Hi Doug, did you already have a chance to look into this? Thanks, Caspar


2013/10/4 Caspar M. Schwiedrzik <cschwiedrz@rockefeller.edu>
Done. Thank you very much for looking into this.
Caspar


2013/10/4 Douglas N Greve <greve@nmr.mgh.harvard.edu>
Can you tar up you glmfit dir and drop it to me on our file drop?


On 10/04/2013 05:29 PM, Caspar M. Schwiedrzik wrote:
Hi Doug,

thank you very much for sending the Matlab function. When I run this, it creates a pcc.mgh file for my osgm contrast. However, the values seem strange. They range from -630 to 36 for my particular dataset.
I was expecting something between -1 and 1.
Caspar


2013/10/4 Douglas N Greve <greve@nmr.mgh.harvard.edu <mailto:greve@nmr.mgh.harvard.edu>>


    I think you are conflating the 1st level and the 2nd level. You
    could get pcc out of the 2nd level regardless of what you are
    using for the input from the first level. I've attached a matlab
    script that will compute the pcc for mri_glmfit output

    doug



    On 10/04/2013 03:33 PM, Caspar M. Schwiedrzik wrote:

        Hi Doug,
        I guess it boils down to the question how to get a group PCC
        map after a RFX GLM?
        Using -m PCC seems to only give me a map per subject. Are you
        calculating PCC from the t- values? Thanks,
        Caspar


        On Thursday, October 3, 2013, Caspar M. Schwiedrzik wrote:

            Hi Doug,

            On Thursday, October 3, 2013, Douglas N Greve wrote:


                It sounds like two issues:
                1. p-values not consistent with your program. What did
        you use
                to compute? Did you do a two-sided (which is what
        fsfast uses)?

            I used ttest in Matlab, two sided.
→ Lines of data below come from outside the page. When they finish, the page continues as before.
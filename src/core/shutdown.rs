use std::sync::Arc;
use std::sync::atomic::{AtomicBool, Ordering};
use std::time::Duration;

use tokio::sync::Notify;

/// Process-wide stop signal shared by all loops.
///
/// Loops check [`Shutdown::is_triggered`] once per cycle and use
/// [`Shutdown::wait_timeout`] for their interval so a trigger cuts the sleep
/// short without interrupting any in-flight I/O.
#[derive(Clone, Default)]
pub struct Shutdown {
    inner: Arc<ShutdownInner>,
}

#[derive(Default)]
struct ShutdownInner {
    triggered: AtomicBool,
    notify: Notify,
}

impl Shutdown {
    pub fn new() -> Self {
        Self::default()
    }

    /// Safe to call from any thread, including the Ctrl+C handler.
    pub fn trigger(&self) {
        self.inner.triggered.store(true, Ordering::SeqCst);
        self.inner.notify.notify_waiters();
    }

    pub fn is_triggered(&self) -> bool {
        self.inner.triggered.load(Ordering::SeqCst)
    }

    /// Sleeps for `duration` or until shutdown is triggered, whichever is first.
    pub async fn wait_timeout(&self, duration: Duration) {
        let notified = self.inner.notify.notified();
        tokio::pin!(notified);
        // registrieren bevor das Flag gelesen wird, sonst geht ein trigger() verloren
        notified.as_mut().enable();

        if self.is_triggered() {
            return;
        }

        tokio::select! {
            _ = tokio::time::sleep(duration) => {}
            _ = notified => {}
        }
    }
}

#[cfg(test)]
mod tests {
    use super::*;
    use std::time::Instant;

    #[tokio::test]
    async fn trigger_interrupts_wait() {
        let shutdown = Shutdown::new();
        let waiter = shutdown.clone();

        let handle = tokio::spawn(async move {
            let start = Instant::now();
            waiter.wait_timeout(Duration::from_secs(30)).await;
            start.elapsed()
        });

        tokio::time::sleep(Duration::from_millis(20)).await;
        shutdown.trigger();

        let elapsed = handle.await.unwrap();
        assert!(elapsed < Duration::from_secs(5));
        assert!(shutdown.is_triggered());
    }

    #[tokio::test]
    async fn wait_returns_immediately_once_triggered() {
        let shutdown = Shutdown::new();
        shutdown.trigger();

        let start = Instant::now();
        shutdown.wait_timeout(Duration::from_secs(30)).await;
        assert!(start.elapsed() < Duration::from_secs(1));
    }

    #[tokio::test]
    async fn wait_times_out_without_trigger() {
        let shutdown = Shutdown::new();
        shutdown.wait_timeout(Duration::from_millis(10)).await;
        assert!(!shutdown.is_triggered());
    }
}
                2. Using pcc maps. Why not use -m pcc?


            Isn't that giving me a map per subject? How do I get the
        group map
            that is consistent with the results of mri_glmfit run on
        ces.nii?

            Thanks, Caspar


                doug


                On 10/03/2013 01:10 PM, Caspar M. Schwiedrzik wrote:

                    Hi Doug,
                    I loaded the pcc.nii file that I got from
        isxconcat-sess
                    into Matlab and then ran a t-test against 0 over
        the 4th
                    dimension. I converted the resulting p-values to
        -log10
                    and then compared them to the output of
        mri_glmfit, namely
                    sig.vol.
                    This was the mri_glmfit command:
                    mri_glmfit \
                    --surf averagesubject hemisphere \
                    --y pcc.nii \
                    --no-cortex \
                    --osgm \
                    --glmdir analysisname
                    I was expecting the p-values to be the same, which
                    apparently is not the case, unless I am
                    doing/understanding something wrong.

                    By now, I am actually more inclined to use the
        regression
                    coefficients instead. However, I'd still like to
        get pcc
                    maps from them, if there is a way to do so in FSFAST.
                    Thanks, Caspar




                    2013/10/3 Douglas N Greve
        <greve@nmr.mgh.harvard.edu <mailto:greve@nmr.mgh.harvard.edu>
                    <mailto:greve@nmr.mgh.harvard.edu
        <mailto:greve@nmr.mgh.harvard.edu>>>


                        On 10/03/2013 10:39 AM, Caspar M. Schwiedrzik
        wrote:

                            Hi Doug,

                            when I run a two-tailed t-test against 0
        in Matlab
                    on the Rs
                            in pcc.nii that I get out of
        isxconcat-sess with
                    -m pcc, and
                            DOF from ffxdof.dat, I get different -log10(p)
                    values than the
                            ones that come out of mri_glmfit.

                        I don't understand what you mean. Can  you
        elaborate?

                            I am not sure why this is happening.
                            In principle, I just want pcc maps as
        final output
                    to show
                            them on the surface (instead of p-values).
        So I'd
                    be happy to
                            follow your advice regarding the biasing
        effects
                    of noise and
                            autocorrelation and use the regression
                    coefficients. However,
                            mri_glmfit (v5.1) does not seem to output
        pcc maps
                    of the
                            contrasts (contrary to selxavg3-sess on
        the single
                    subject
                            level). How would I get those?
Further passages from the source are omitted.